Quick mode, use bilinear rather than bicubic interpolation [Default]. Optionally, append value in the 0 <= value <= 1 range. This parameter controls how close to nodes with NaN values the interpolation will go. E.g., a value of 0.5 will interpolate about 1/2-way from a non-NaN to a NaN node, whereas 0.1 will go about 90% of the way, etc. [Default is 1, which means none of the four nearby nodes may be NaN]. A value of 0 will just return the value of the nearest node instead of interpolating.

−R

west, east, south, and north specify the Region of interest, and you may specify them in decimal degrees or in [+-]dd:mm[:ss.xxx][W|E|S|N] format. Append r if lower left and upper right map coordinates are given instead of wesn. The two shorthands −Rg −Rd stand for global domain (0/360 or -180/+180 in longitude respectively, with -90/+90 in latitude).

−S

Skip the rotation of the grid, just rotate the polygon outline (requires −F).

−V

Selects verbose mode, which will send progress reports to stderr [Default runs "silently"].

−:

Toggles between (longitude,latitude) and (latitude,longitude) input/output. [Default is (longitude,latitude)].

−bi

Selects binary input. Append s for single precision [Default is d (double)]. Uppercase S (or D) will force byte-swapping.
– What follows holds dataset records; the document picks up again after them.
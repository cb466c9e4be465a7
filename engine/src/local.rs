//! Local Store - synchronous durable mirror of the in-memory state.
//!
//! The store keeps three independently keyed entries, one JSON array per
//! collection. Loading tolerates a corrupt or missing entry by substituting
//! an empty collection for that entry only; saving always writes all three.
//!
//! Records inside a readable entry go through the same lenient document
//! codec as remote documents, so one bad record is skipped on its own.

use crate::document::Document;
use crate::manager::Entity;
use crate::{error::Result, AppState, Collection, CollectionName, Error};
use serde_json::Value;
use std::collections::HashMap;
use std::fs;
use std::io;
use std::path::{Path, PathBuf};

/// Version suffix of the persisted layout.
pub const LAYOUT_VERSION: u32 = 1;

/// Key under which a collection is persisted.
pub fn storage_key(collection: CollectionName) -> String {
    format!("tally_{}_v{}", collection.as_str(), LAYOUT_VERSION)
}

/// A synchronous key-value persistence backend.
pub trait StorageBackend {
    /// Read the value stored under `key`, if any.
    fn read(&self, key: &str) -> io::Result<Option<String>>;

    /// Store `value` under `key`, replacing any previous value.
    fn write(&mut self, key: &str, value: &str) -> io::Result<()>;
}

/// In-memory backend, for tests and ephemeral sessions.
#[derive(Debug, Clone, Default)]
pub struct MemoryBackend {
    entries: HashMap<String, String>,
}

impl MemoryBackend {
    pub fn new() -> Self {
        Self::default()
    }

    /// Raw access to an entry.
    pub fn get(&self, key: &str) -> Option<&str> {
        self.entries.get(key).map(String::as_str)
    }

    /// Overwrite an entry directly, bypassing serialization.
    pub fn insert_raw(&mut self, key: impl Into<String>, value: impl Into<String>) {
        self.entries.insert(key.into(), value.into());
    }
}

impl StorageBackend for MemoryBackend {
    fn read(&self, key: &str) -> io::Result<Option<String>> {
        Ok(self.entries.get(key).cloned())
    }

    fn write(&mut self, key: &str, value: &str) -> io::Result<()> {
        self.entries.insert(key.to_string(), value.to_string());
        Ok(())
    }
}

/// Directory backend: one `<key>.json` file per entry.
///
/// Writes go to a temporary file first and are renamed into place, so an
/// entry is either the old or the new content, never a torn write.
#[derive(Debug, Clone)]
pub struct FileBackend {
    dir: PathBuf,
}

impl FileBackend {
    /// Open (creating if needed) a storage directory.
    pub fn open(dir: impl Into<PathBuf>) -> io::Result<Self> {
        let dir = dir.into();
        fs::create_dir_all(&dir)?;
        Ok(Self { dir })
    }

    pub fn dir(&self) -> &Path {
        &self.dir
    }

    fn path_for(&self, key: &str) -> PathBuf {
        self.dir.join(format!("{key}.json"))
    }
}

impl StorageBackend for FileBackend {
    fn read(&self, key: &str) -> io::Result<Option<String>> {
        match fs::read_to_string(self.path_for(key)) {
            Ok(content) => Ok(Some(content)),
            Err(e) if e.kind() == io::ErrorKind::NotFound => Ok(None),
            Err(e) => Err(e),
        }
    }

    fn write(&mut self, key: &str, value: &str) -> io::Result<()> {
        let target = self.path_for(key);
        let tmp = self.dir.join(format!("{key}.json.tmp"));
        fs::write(&tmp, value)?;
        fs::rename(&tmp, &target)
    }
}

/// The Local Store over some backend.
#[derive(Debug, Clone)]
pub struct LocalStore<B> {
    backend: B,
}

impl<B: StorageBackend> LocalStore<B> {
    pub fn new(backend: B) -> Self {
        Self { backend }
    }

    pub fn backend(&self) -> &B {
        &self.backend
    }

    pub fn backend_mut(&mut self) -> &mut B {
        &mut self.backend
    }

    /// Load all three collections.
    ///
    /// Never fails: a missing, unreadable or malformed entry yields an empty
    /// collection and the other entries load normally. A record that cannot
    /// be decoded is dropped and the rest of its collection is kept.
    pub fn load_all(&self) -> AppState {
        AppState {
            products: self.load_collection(),
            clients: self.load_collection(),
            orders: self.load_collection(),
        }
    }

    fn load_collection<T: Entity>(&self) -> Collection<T> {
        let collection = T::COLLECTION;
        let key = storage_key(collection);
        let raw = match self.backend.read(&key) {
            Ok(Some(raw)) => raw,
            Ok(None) => return Collection::new(),
            Err(e) => {
                tracing::warn!(collection = %collection, error = %e, "Failed to read local entry");
                return Collection::new();
            }
        };

        let values = match serde_json::from_str::<Vec<Value>>(&raw) {
            Ok(values) => values,
            Err(e) => {
                tracing::warn!(
                    collection = %collection,
                    error = %e,
                    "Discarding malformed local entry"
                );
                return Collection::new();
            }
        };

        let records: Vec<T> = values
            .into_iter()
            .filter_map(|value| {
                let decoded = serde_json::from_value::<Document>(value)
                    .map_err(|e| Error::Storage(e.to_string()))
                    .and_then(|doc| T::from_document(&doc));
                match decoded {
                    Ok(record) => Some(record),
                    Err(e) => {
                        tracing::warn!(collection = %collection, error = %e, "Skipping local record");
                        None
                    }
                }
            })
            .collect();
        Collection::from_records(records)
    }

    /// Persist all three collections.
    ///
    /// Everything is serialized before the first write, so a serialization
    /// failure leaves the previous entries untouched.
    pub fn save_all(&mut self, state: &AppState) -> Result<()> {
        let entries = [
            (CollectionName::Products, encode(&state.products)?),
            (CollectionName::Clients, encode(&state.clients)?),
            (CollectionName::Orders, encode(&state.orders)?),
        ];

        for (collection, json) in &entries {
            self.backend
                .write(&storage_key(*collection), json)
                .map_err(|e| Error::Storage(format!("writing {collection}: {e}")))?;
        }
        Ok(())
    }
}

fn encode<T: serde::Serialize>(value: &T) -> Result<String> {
    serde_json::to_string(value).map_err(|e| Error::Storage(e.to_string()))
}

#[cfg(test)]
mod tests {
    use super::*;
    use crate::{Client, Product};
    use rust_decimal::Decimal;

    fn sample_state() -> AppState {
        let mut state = AppState::new();
        state.products.upsert(Product {
            id: "prod_1".into(),
            name: "Sod".into(),
            price: Decimal::new(1250, 2),
        });
        state.clients.upsert(Client {
            id: "cli_1".into(),
            name: "Ana".into(),
            phone: "555".into(),
        });
        state
    }

    #[test]
    fn empty_backend_loads_empty_state() {
        let store = LocalStore::new(MemoryBackend::new());
        assert_eq!(store.load_all(), AppState::new());
    }

    #[test]
    fn save_then_load() {
        let mut store = LocalStore::new(MemoryBackend::new());
        let state = sample_state();
        store.save_all(&state).unwrap();
        assert_eq!(store.load_all(), state);
    }

    #[test]
    fn save_writes_all_three_entries() {
        let mut store = LocalStore::new(MemoryBackend::new());
        store.save_all(&AppState::new()).unwrap();
        for collection in CollectionName::ALL {
            assert_eq!(store.backend().get(&storage_key(collection)), Some("[]"));
        }
    }

    #[test]
    fn malformed_entry_only_resets_that_collection() {
        let mut store = LocalStore::new(MemoryBackend::new());
        store.save_all(&sample_state()).unwrap();
        store
            .backend_mut()
            .insert_raw(storage_key(CollectionName::Clients), "{not json");

        let loaded = store.load_all();
        assert!(loaded.clients.is_empty());
        assert_eq!(loaded.products.len(), 1);
    }

    #[test]
    fn bad_record_is_skipped_not_the_collection() {
        let mut store = LocalStore::new(MemoryBackend::new());
        store.save_all(&sample_state()).unwrap();
        store.backend_mut().insert_raw(
            storage_key(CollectionName::Orders),
            r#"[
                {"id": "order_bad", "date": "2024-01-01", "items": "nope"},
                {"id": "order_ok", "date": "2024-01-01", "time": "09:30",
                 "items": [{"id": "prod_1", "name": "Sod", "price": 2.5, "qty": 2}],
                 "paymentMethod": "cash", "paid": true, "total": 5.0},
                42
            ]"#,
        );

        let loaded = store.load_all();
        assert_eq!(loaded.orders.len(), 1);
        let order = loaded.orders.get("order_ok").unwrap();
        assert_eq!(order.items[0].qty, 2);
        assert_eq!(order.total, Decimal::new(5, 0));
        assert_eq!(loaded.products.len(), 1);
    }

    #[test]
    fn storage_keys_are_distinct() {
        let keys: std::collections::HashSet<_> =
            CollectionName::ALL.iter().map(|c| storage_key(*c)).collect();
        assert_eq!(keys.len(), 3);
        assert_eq!(storage_key(CollectionName::Orders), "tally_orders_v1");
    }
}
Optionally, append ncol, the number of columns in your binary file if it exceeds the columns needed by the program. [Default is 2 input columns].

−bo

Selects binary output. Append s for single precision [Default is d (double)]. Uppercase S (or D) will force byte-swapping. Optionally, append ncol, the number of desired columns in your binary output file. [Default is same as input].

EXAMPLES

To rotate the data defined by grid topo.grd and the polygon outline clip_path.d, using a finite rotation with pole at (135.5, -33.0) and a rotation angle of 37.3 degrees and bicubic interpolation, try

grdrotater topo.grd −T135.5/-33/37.3 −V −Fclip_path.d −Grot_topo.grd > rot_clip_path.d

To rotate the entire grid faa.grd using a finite rotation pole at (67:45W, 22:35S) and a rotation angle of 19.6 degrees using a bilinear interpolation, try

grdrotater faa.grd −T67:45W/22:35S/19.6 −V −Q −Grot_faa.grd > rot_faa_path.d

To just see how the outline of the grid large.grd will plot after the same rotation, try

grdrotater large.grd −T67:45W/22:35S/19.6 −V −S | psxy −Rg −JH180/6i −B30 −M -W0.5p | gv -

Let say you have rotated gridA.grd and gridB.grd, restricting each rotation to nodes inside polygons polyA.d and polyB.d, respectively, using rotation A = (123W,22S,16,4) and rotation B = (108W, 16S, -14.5), yielding rotated grids rot_gridA.grd and rot_gridB.grd. To determine the region of overlap between the rotated grids, we use grdmath:

grdmath 1 rot_gridA.grd ISNAN SUB 1 rot_gridB.grd ISNAN SUB 2 EQ = overlap.grd

The grid overlap.grd now has 1s in the regions of overlap and 0 elsewhere. You can use it as a mask or use grdcontour to extract a polygon (contour).

SEE ALSO

backtracker(l), hotspotter(l), originator(l) rotconverter(l)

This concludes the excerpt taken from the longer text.